That is a Godwin, but to address it?
Look, Ho Chi Minh was an "evil" man. But unlike Stalin, maybe Mao, and other examples of human evil (Pol Pot, Idi Amin and
Robert McNamara), he had his goal/vision and he was efficient about it.
Example? He knew his nation would be bombed when it challenged the United States and that his nation would suffer horribly. His air generals started planning for that aspect of the war in 1958 when they sent carefully screened candidates to the soviet union to learn everything the Russians knew about air defense against a dominant enemy air force. Their success was in the returning trained cadres understanding that against the Americans, the Russian model would not work. A total war bombing campaign would reduce North Vietnam to ruins inside 6 weeks. THAT is what the students told Ho and his air generals. They had to try something else. So they added a propaganda element to HOBBLE American airpower by portraying an absolute air campaign as a war crime before the world community. It worked.

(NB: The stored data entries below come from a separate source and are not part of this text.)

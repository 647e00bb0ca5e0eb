//! Fixed datasets shown when live data cannot be loaded.
//!
//! Each function returns a complete value; nothing here is ever merged with
//! a partial live response.

use crate::dashboard::{
    AdminDashboardData, ClientDashboardData, ClientRecord, ClientStatus, DashboardStats,
    DocumentKind, DocumentRecord, TimelineEntry, TimelineStatus,
};

/// Heights (percent) of the admin revenue-trend bars, oldest first.
pub const REVENUE_TREND: [u8; 7] = [40, 70, 50, 90, 60, 80, 100];

pub fn admin_stats() -> DashboardStats {
    DashboardStats {
        clients: 142,
        revenue: 45.2,
        pending: 18,
    }
}

fn client(name: &str, project: &str, status: ClientStatus, budget: &str) -> ClientRecord {
    ClientRecord {
        name: name.to_string(),
        project: project.to_string(),
        status,
        budget: budget.to_string(),
        avatar: name.chars().take(1).collect(),
    }
}

pub fn admin_clients() -> Vec<ClientRecord> {
    vec![
        client("Stark Industries", "Arc Reactor UI", ClientStatus::Active, "$500k"),
        client("Wayne Enterprises", "Batcave Security", ClientStatus::Pending, "$850k"),
        client("Cyberdyne", "Skynet Protocol", ClientStatus::Delayed, "$1.2M"),
        client("Umbrella Corp", "Viral Marketing", ClientStatus::Active, "$200k"),
    ]
}

pub fn admin_dashboard() -> AdminDashboardData {
    AdminDashboardData {
        stats: admin_stats(),
        clients: admin_clients(),
    }
}

pub fn client_dashboard() -> ClientDashboardData {
    ClientDashboardData {
        project_name: "Quantum Website Redesign".to_string(),
        client_name: "Alex Morgan".to_string(),
        balance: 2450.00,
        documents: vec![
            DocumentRecord {
                name: "Project_Proposal_v2.pdf".to_string(),
                size: "2.4 MB".to_string(),
                date: "2 days ago".to_string(),
                kind: DocumentKind::Pdf,
            },
            DocumentRecord {
                name: "Homepage_Mockup_v1.png".to_string(),
                size: "5.1 MB".to_string(),
                date: "5 days ago".to_string(),
                kind: DocumentKind::Image,
            },
        ],
        timeline: vec![
            milestone(TimelineStatus::Completed, "Discovery", "Sep 15"),
            milestone(TimelineStatus::Completed, "Wireframing", "Sep 30"),
            milestone(TimelineStatus::Active, "UI Design", "In Progress"),
            milestone(TimelineStatus::Pending, "Development", "Nov 1"),
        ],
    }
}

fn milestone(status: TimelineStatus, title: &str, date: &str) -> TimelineEntry {
    TimelineEntry {
        status,
        title: title.to_string(),
        date: date.to_string(),
    }
}

#[cfg(test)]
mod tests {
    use super::*;

    #[test]
    fn admin_demo_values() {
        let data = admin_dashboard();
        assert_eq!(data.stats.clients, 142);
        assert_eq!(data.stats.revenue, 45.2);
        assert_eq!(data.stats.pending, 18);
        let names: Vec<_> = data.clients.iter().map(|c| c.name.as_str()).collect();
        assert_eq!(
            names,
            ["Stark Industries", "Wayne Enterprises", "Cyberdyne", "Umbrella Corp"]
        );
        assert_eq!(data.clients[2].avatar, "C");
    }

    #[test]
    fn client_demo_timeline_is_chronological() {
        let data = client_dashboard();
        let statuses: Vec<_> = data.timeline.iter().map(|t| t.status).collect();
        assert_eq!(
            statuses,
            [
                TimelineStatus::Completed,
                TimelineStatus::Completed,
                TimelineStatus::Active,
                TimelineStatus::Pending
            ]
        );
        assert_eq!(data.balance, 2450.0);
        assert_eq!(data.documents.len(), 2);
    }

    #[test]
    fn demo_values_are_stable_across_calls() {
        assert_eq!(admin_dashboard(), admin_dashboard());
        assert_eq!(client_dashboard(), client_dashboard());
    }
}
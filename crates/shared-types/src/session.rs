use serde::{Deserialize, Serialize};
use std::fmt;

/// Browser local-storage key holding the serialized [`Session`].
pub const SESSION_STORAGE_KEY: &str = "user_session";

/// The two roles a session can carry.
#[derive(Debug, Clone, Copy, Serialize, Deserialize, PartialEq, Eq, Hash)]
#[serde(rename_all = "lowercase")]
#[cfg_attr(feature = "openapi", derive(utoipa::ToSchema))]
pub enum Role {
    Admin,
    Client,
}

impl Role {
    /// Parse a wire/storage role string. Anything other than the two known
    /// roles yields `None`, which callers treat as "unauthenticated".
    pub fn parse(s: &str) -> Option<Self> {
        match s {
            "admin" => Some(Role::Admin),
            "client" => Some(Role::Client),
            _ => None,
        }
    }

    /// Lowercase string used on the wire and in storage.
    pub fn as_str(&self) -> &'static str {
        match self {
            Role::Admin => "admin",
            Role::Client => "client",
        }
    }

    /// Path of the dashboard this role lands on after login.
    pub fn dashboard_path(&self) -> &'static str {
        match self {
            Role::Admin => "/admin",
            Role::Client => "/client",
        }
    }
}

impl fmt::Display for Role {
    fn fmt(&self, f: &mut fmt::Formatter<'_>) -> fmt::Result {
        f.write_str(self.as_str())
    }
}

/// The only persisted fact: who is logged in, reduced to a role.
///
/// There is no token, expiry or identity here. Possessing a `Session` grants
/// nothing server-side; the dashboards use it purely to decide what to render.
#[derive(Debug, Clone, Copy, Serialize, Deserialize, PartialEq, Eq)]
pub struct Session {
    pub role: Role,
}

impl Session {
    pub fn new(role: Role) -> Self {
        Self { role }
    }

    /// Decode a stored session record.
    ///
    /// Malformed JSON, a missing `role`, or an unknown role all read as no
    /// session at all.
    pub fn from_storage(raw: &str) -> Option<Self> {
        serde_json::from_str(raw).ok()
    }

    /// Encode for storage as `{"role":"..."}`.
    pub fn to_storage(&self) -> String {
        format!(r#"{{"role":"{}"}}"#, self.role.as_str())
    }

    /// Whether this session may view a dashboard that requires `required`.
    pub fn grants(&self, required: Role) -> bool {
        self.role == required
    }
}

#[cfg(test)]
mod tests {
    use super::*;

    #[test]
    fn storage_format_matches_browser_record() {
        assert_eq!(Session::new(Role::Admin).to_storage(), r#"{"role":"admin"}"#);
        assert_eq!(Session::new(Role::Client).to_storage(), r#"{"role":"client"}"#);
    }

    #[test]
    fn reads_back_what_it_writes() {
        let session = Session::new(Role::Client);
        assert_eq!(Session::from_storage(&session.to_storage()), Some(session));
    }

    #[test]
    fn ignores_extra_fields() {
        let parsed = Session::from_storage(r#"{"role":"admin","name":"x"}"#);
        assert_eq!(parsed, Some(Session::new(Role::Admin)));
    }

    #[test]
    fn unknown_role_is_no_session() {
        assert_eq!(Session::from_storage(r#"{"role":"superuser"}"#), None);
        assert_eq!(Session::from_storage(r#"{"role":"Admin"}"#), None);
    }

    #[test]
    fn malformed_records_are_no_session() {
        assert_eq!(Session::from_storage(""), None);
        assert_eq!(Session::from_storage("null"), None);
        assert_eq!(Session::from_storage("{}"), None);
        assert_eq!(Session::from_storage(r#"{"role":null}"#), None);
        assert_eq!(Session::from_storage("not json"), None);
    }

    #[test]
    fn grants_only_matching_role() {
        let admin = Session::new(Role::Admin);
        assert!(admin.grants(Role::Admin));
        assert!(!admin.grants(Role::Client));
    }

    #[test]
    fn role_parse_and_paths() {
        assert_eq!(Role::parse("admin"), Some(Role::Admin));
        assert_eq!(Role::parse("client"), Some(Role::Client));
        assert_eq!(Role::parse(""), None);
        assert_eq!(Role::Admin.dashboard_path(), "/admin");
        assert_eq!(Role::Client.dashboard_path(), "/client");
        assert_eq!(Role::Client.to_string(), "client");
    }
}
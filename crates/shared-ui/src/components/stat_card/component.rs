use dioxus::prelude::*;

/// Headline metric. Clicking it usually switches to the tab that explains it.
#[component]
pub fn StatCard(
    label: String,
    value: String,
    /// Small caption under the value, e.g. a month-over-month change.
    #[props(default)]
    caption: String,
    icon: Option<Element>,
    onclick: Option<EventHandler<MouseEvent>>,
) -> Element {
    let class = if onclick.is_some() {
        "stat-card clickable"
    } else {
        "stat-card"
    };

    rsx! {
        document::Link { rel: "stylesheet", href: asset!("./style.css") }
        div {
            class,
            onclick: move |evt| {
                if let Some(handler) = &onclick {
                    handler.call(evt);
                }
            },
            div { class: "stat-card-head",
                span { class: "stat-label", "{label}" }
                if let Some(icon) = icon {
                    {icon}
                }
            }
            div { class: "stat-value", "{value}" }
            if !caption.is_empty() {
                div { class: "stat-caption", "{caption}" }
            }
        }
    }
}
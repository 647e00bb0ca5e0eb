use axum::http::StatusCode;

use crate::common;

#[tokio::test]
async fn admin_login_redirects_to_admin_dashboard() {
    let app = common::test_app();

    let (status, body) = common::post_json(
        &app,
        "/api/login",
        r#"{"username":"admin","password":"admin123"}"#,
    )
    .await;

    assert_eq!(status, StatusCode::OK);
    assert_eq!(body["success"], true);
    assert_eq!(body["role"], "admin");
    assert_eq!(body["redirect"], "/admin");
    assert!(body.get("message").is_none());
}

#[tokio::test]
async fn client_login_by_email_alias() {
    let app = common::test_app();

    let (status, body) = common::post_json(
        &app,
        "/api/login",
        r#"{"username":"client@venturemond.com","password":"client123"}"#,
    )
    .await;

    assert_eq!(status, StatusCode::OK);
    assert_eq!(body["role"], "client");
    assert_eq!(body["redirect"], "/client");
}

#[tokio::test]
async fn wrong_password_is_401_with_message() {
    let app = common::test_app();

    let (status, body) = common::post_json(
        &app,
        "/api/login",
        r#"{"username":"admin","password":"client123"}"#,
    )
    .await;

    assert_eq!(status, StatusCode::UNAUTHORIZED);
    assert_eq!(body["success"], false);
    assert_eq!(body["message"], "Incorrect username or password");
    assert!(body.get("role").is_none());
}

#[tokio::test]
async fn blank_fields_are_422() {
    let app = common::test_app();

    for payload in [
        r#"{"username":"","password":"admin123"}"#,
        r#"{"username":"admin","password":""}"#,
        r#"{"username":"   ","password":"x"}"#,
    ] {
        let (status, body) = common::post_json(&app, "/api/login", payload).await;
        assert_eq!(status, StatusCode::UNPROCESSABLE_ENTITY, "{payload}");
        assert_eq!(body["success"], false);
    }
}

#[tokio::test]
async fn missing_fields_are_rejected_by_extractor() {
    let app = common::test_app();

    let (status, _) = common::post_json(&app, "/api/login", r#"{"username":"admin"}"#).await;
    assert!(status.is_client_error());
}
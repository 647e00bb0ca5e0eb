use axum::{extract::State, Json};
use serde::Serialize;
use std::sync::OnceLock;
use std::time::Instant;

use crate::state::AppState;

static STARTED: OnceLock<Instant> = OnceLock::new();

/// Mark backend startup. Later calls keep the first instant.
pub fn record_start_time() {
    STARTED.get_or_init(Instant::now);
}

/// Liveness report, including how much demo data was seeded.
#[derive(Debug, Serialize, utoipa::ToSchema)]
pub struct HealthResponse {
    pub status: String,
    pub uptime_seconds: u64,
    pub version: String,
    pub accounts: usize,
    pub clients: usize,
}

#[utoipa::path(
    get,
    path = "/health",
    responses(
        (status = 200, description = "Backend is up", body = HealthResponse)
    ),
    tag = "health"
)]
pub async fn health_check(State(state): State<AppState>) -> Json<HealthResponse> {
    let uptime_seconds = STARTED.get().map_or(0, |t| t.elapsed().as_secs());

    Json(HealthResponse {
        status: "ok".to_string(),
        uptime_seconds,
        version: env!("CARGO_PKG_VERSION").to_string(),
        accounts: state.accounts.len(),
        clients: state.portfolio.clients().len(),
    })
}
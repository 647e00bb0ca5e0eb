use axum::{extract::State, Json};
use shared_types::{AppError, ClientDashboardData};
use std::sync::Arc;

use crate::portfolio::Portfolio;

// ---------------------------------------------------------------------------
// GET /api/client/dashboard
// ---------------------------------------------------------------------------

/// The client's project aggregate: header names, balance, files, milestones.
#[utoipa::path(
    get,
    path = "/api/client/dashboard",
    responses(
        (status = 200, description = "Client project overview", body = ClientDashboardData),
        (status = 404, description = "No active project", body = AppError)
    ),
    tag = "client"
)]
#[tracing::instrument(skip(portfolio))]
pub async fn get_client_dashboard(
    State(portfolio): State<Arc<Portfolio>>,
) -> Result<Json<ClientDashboardData>, AppError> {
    portfolio
        .client_project()
        .cloned()
        .map(Json)
        .ok_or_else(|| AppError::not_found("No active project"))
}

This was much the same as the rest of the Vietnamese war strategy. Attack the American mind via
wearing down the will of the enemy. That is not so much Mao Zedong, who stole it from Sun Tzu, as it is Clausewitz. Find the enemy's strategic center and impose your will upon it. Television became a weapon of war. That is PURE unadulterated political/military genius.
I don't care what you've written about anybody other than what you have written in this thread. I am commenting on your comments here, now. You however, seem to think I should be reading what you've written about in other threads. I have no idea why. You stand or you die by what you're writing now.
I see that we do not agree. Fine. I tell you, that your argument died here
when you claimed I did not understand Sun Tzu and implied you did.
"“Do not engage an enemy more powerful than you. And if it is unavoidable and you do have to engage, then make sure you engage it on your terms, not on your enemy’s terms.” –
Sun Tzu"
Let's see if I can pick a specific nation's 10 leaders that made that mistake?
Japan.
10 individuals who ignored the above quote and fell into American traps or were easily defeated.
1. Tojo. Oil embargo. He should have seen that one coming after he authorized the Indochina operation to take it over from Vichy France.
2. Hyaakutake. CARTWHEEL. Wrong target, wrong threat axis and wrong objective.
3. Fukodome. Halsey's ambush of his Special Attack Force RIKKO off Taiwan. ( A real beauty that one. Never take any bait an American offers.)
4. Yamamoto. Coral Sea, Midway, Solomon Islands, and finally his own death. Eyes wide open and headed into one ambush after another ambush. Never learned.
5. Takagi, (Braindead Takeo) lucked out at Java Sea, Failed at 4th Fleet, failed at 6th Fleet and seems to have never understood that brute force without a plan against the USN is kind of pointless.
6. Nagumo. ("If ignorant both of your enemy and yourself, you are certain to be in peril.") That defines the ditherer of Pearl Harbor, Midway, and how Nagumo died on Saipan.
7. Kurita. ("The principle on which to manage an army is to set up one standard of courage which all must reach.") Well he flunked that one at Samar... TWICE. First at the moment of decision, he ran for his life. Then ("On the day they are ordered out to battle, your [enemy's] soldiers may weep, those sitting up bedewing their garments, and those lying down letting the tears run down their cheeks. But let them once be brought to bay, and they will display the courage of a Chu or a Kuei.") TAFFY 3 was the bunch he cornered and he got what he deserved, the yutz. Also forgot the one about leaving a cornered enemy an escape route through which they will pass and be killed. (The German example is the Falaise Gap. SAMAR is the American one.)
8. Horii. Kokoda Trail. That general forgot "“There are roads which must not be followed, armies which must not be attacked, towns which must not be besieged, positions which must not be contested, commands of the sovereign which must not be obeyed.” Also forgot what Sun Tzu specifically said about marching over ground which the general does not know.
9. Matsuoka. Not exactly Sun Tzu, but his failures fall under Sun Tzu's "Know Your ENEMY" maxims. Specifically Americans... "“You're in America now," ... "Our idea of diplomacy is showing up with a gun in one hand and a sandwich in the other and asking which you'd prefer.” Attributed to Jim Butcher of "The Dresden Files".
10. Suzuki, if possible a bigger fool than Matsuoka. Chose his words poorly when he "Ignored the Potsdam Declaration". In other words, he tried to appear strong, before his fellow Japanese, in a situation where his American enemy had offered him the sandwich and thereby earned the gun.